#### What this task involves
Please return every line of the records below that contains the word "self".

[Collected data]
○ ○ ○ ○ ○ ○ ○
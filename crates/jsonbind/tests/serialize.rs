#![expect(missing_docs)]

mod common;

use std::collections::{BTreeMap, BTreeSet, HashMap, HashSet};

use jsonbind::{
    DumpResult, JsonDump, JsonWriter, Serializable, Token, TokenRecorder, dump, dump_with, ser,
    to_string, to_vec, to_writer,
};
use rstest::rstest;

use crate::common::{Inner, Outer};

#[test]
fn bool_is_dumped() {
    assert_eq!(to_string(&true).unwrap(), "true");
    assert_eq!(to_string(&false).unwrap(), "false");
}

macro_rules! integer_extremes {
    ($($t:ty),+) => {
        $(
            for value in [0, <$t>::MAX, <$t>::MIN, <$t>::MAX / 2, <$t>::MIN / 2] {
                assert_eq!(to_string(&value).unwrap(), value.to_string(), stringify!($t));
            }
        )+
    };
}

#[test]
fn integers_are_dumped() {
    integer_extremes!(i8, i16, i32, i64, u8, u16, u32, u64);
}

#[rstest]
#[case(0.0)]
#[case(f64::MAX)]
#[case(f64::MIN)]
#[case(f64::MAX / 2.0)]
#[case(f64::MIN / 2.0)]
#[case(1e-6)]
#[case(-1e-6)]
fn doubles_are_dumped(#[case] value: f64) {
    let json = to_string(&value).unwrap();
    let read: f64 = json.parse().unwrap();
    assert!((read - value).abs() <= value.abs() * f64::EPSILON, "{value} dumped as {json}");
}

#[rstest]
#[case(f32::MAX)]
#[case(f32::MIN)]
#[case(1e-6)]
#[case(-1e-6)]
fn floats_are_dumped(#[case] value: f32) {
    let json = to_string(&value).unwrap();
    let read: f32 = json.parse().unwrap();
    assert!((read - value).abs() <= value.abs() * f32::EPSILON, "{value} dumped as {json}");
}

#[test]
fn integer_width_follows_the_value() {
    let mut recorder = TokenRecorder::new();
    dump(&[u64::MAX, 1, 0], &mut recorder).unwrap();
    dump(&[i64::MIN, -1], &mut recorder).unwrap();
    assert_eq!(
        recorder.into_tokens(),
        [
            Token::StartArray,
            Token::Uint64(u64::MAX),
            Token::Uint(1),
            Token::Int(0),
            Token::EndArray(3),
            Token::StartArray,
            Token::Int64(i64::MIN),
            Token::Int(-1),
            Token::EndArray(2),
        ]
    );
}

#[test]
fn strings_are_escaped() {
    assert_eq!(to_string("example").unwrap(), r#""example""#);
    assert_eq!(to_string("a\"b\\c\n").unwrap(), r#""a\"b\\c\n""#);
}

#[test]
fn optional_is_dumped() {
    assert_eq!(to_string(&Some("example")).unwrap(), r#""example""#);
    assert_eq!(to_string(&None::<String>).unwrap(), "null");
}

fn joined(items: impl IntoIterator<Item = String>) -> String {
    items.into_iter().collect::<Vec<_>>().join(",")
}

#[rstest]
fn arrays_are_dumped(#[values(0, 1, 2, 42)] size: i32) {
    let vec = (0..size).collect::<Vec<_>>();
    let expected = format!("[{}]", joined(vec.iter().map(ToString::to_string)));
    assert_eq!(to_string(&vec).unwrap(), expected);

    let set = (0..size).collect::<BTreeSet<_>>();
    assert_eq!(to_string(&set).unwrap(), expected);

    // Iteration order of a hash set is unspecified, so compare its elements.
    let set = (0..size).collect::<HashSet<_>>();
    let expected = format!("[{}]", joined(set.iter().map(ToString::to_string)));
    assert_eq!(to_string(&set).unwrap(), expected);
}

#[rstest]
fn dicts_are_dumped(#[values(0, 1, 2, 42)] size: i32) {
    let entries = (0..size).map(|i| {
        let parity = if i % 2 == 0 { "even" } else { "odd" };
        (format!("{parity}{i}"), i)
    });
    let member = |(key, value): (&String, &i32)| format!(r#""{key}":{value}"#);

    let map = entries.clone().collect::<BTreeMap<_, _>>();
    assert_eq!(
        to_string(&map).unwrap(),
        format!("{{{}}}", joined(map.iter().map(member)))
    );

    let map = entries.collect::<HashMap<_, _>>();
    assert_eq!(
        to_string(&map).unwrap(),
        format!("{{{}}}", joined(map.iter().map(member)))
    );
}

struct Labeled {
    label: String,
    integer: i32,
}

impl JsonDump for Labeled {
    fn json_dump<W: JsonWriter + ?Sized>(&self, writer: &mut W) -> DumpResult {
        ser::dump_object(
            writer,
            (
                ser::Field::new("str", &self.label),
                ser::Field::new("integer", &self.integer),
            ),
        )
    }
}

#[test]
fn object_with_own_dump_method() {
    let value = Labeled {
        label: "example".into(),
        integer: 42,
    };
    assert_eq!(to_string(&value).unwrap(), r#"{"str":"example","integer":42}"#);
}

/// A type from elsewhere; it only gains dump support through [`AsObject`].
struct Toggle {
    on: bool,
    level: Option<i32>,
}

struct AsObject;

impl Serializable<Toggle> for AsObject {
    fn dump<W: JsonWriter + ?Sized>(value: &Toggle, writer: &mut W) -> DumpResult {
        ser::dump_object(
            writer,
            (
                ser::Field::new("boolean", &value.on),
                ser::Field::new("oint", &value.level),
            ),
        )
    }
}

#[test]
fn object_through_an_adapter() {
    let toggle = Toggle {
        on: false,
        level: Some(42),
    };
    let mut out = Vec::new();
    let mut writer = jsonbind::StreamWriter::new(&mut out);
    dump_with::<AsObject, _, _>(&toggle, &mut writer).unwrap();
    writer.finish().unwrap();
    assert_eq!(out, br#"{"boolean":false,"oint":42}"#);

    let toggles = vec![jsonbind::Adapted::<Toggle, AsObject>::new(Toggle {
        on: true,
        level: None,
    })];
    assert_eq!(
        to_string(&toggles).unwrap(),
        r#"[{"boolean":true,"oint":null}]"#
    );
}

#[test]
fn nested_objects_are_dumped() {
    let outer = Outer {
        boolean: false,
        text: "example".into(),
        opt: None,
        arr: vec![Inner::new("one", Some(1)), Inner::new("none", None)],
        map: BTreeMap::from([("k".to_owned(), Inner::new("v", Some(-2)))]),
    };
    assert_eq!(
        to_string(&outer).unwrap(),
        concat!(
            r#"{"boolean":false,"str":"example","opt":null,"#,
            r#""arr":[{"str":"one","oint":1},{"str":"none","oint":null}],"#,
            r#""map":{"k":{"str":"v","oint":-2}}}"#,
        )
    );
}

#[test]
fn output_sinks_agree() {
    let value = vec![Inner::new("a", None)];
    let text = to_string(&value).unwrap();
    assert_eq!(to_vec(&value).unwrap(), text.as_bytes());

    let mut out = Vec::new();
    to_writer(&mut out, &value).unwrap();
    assert_eq!(out, text.as_bytes());
}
○ ○ ○ ○ ○ ○ ○
#### Response box
    fn json_dump<W: JsonWriter + ?Sized>(&self, writer: &mut W) -> DumpResult {
                ser::Field::new("str", &self.label),
                ser::Field::new("integer", &self.integer),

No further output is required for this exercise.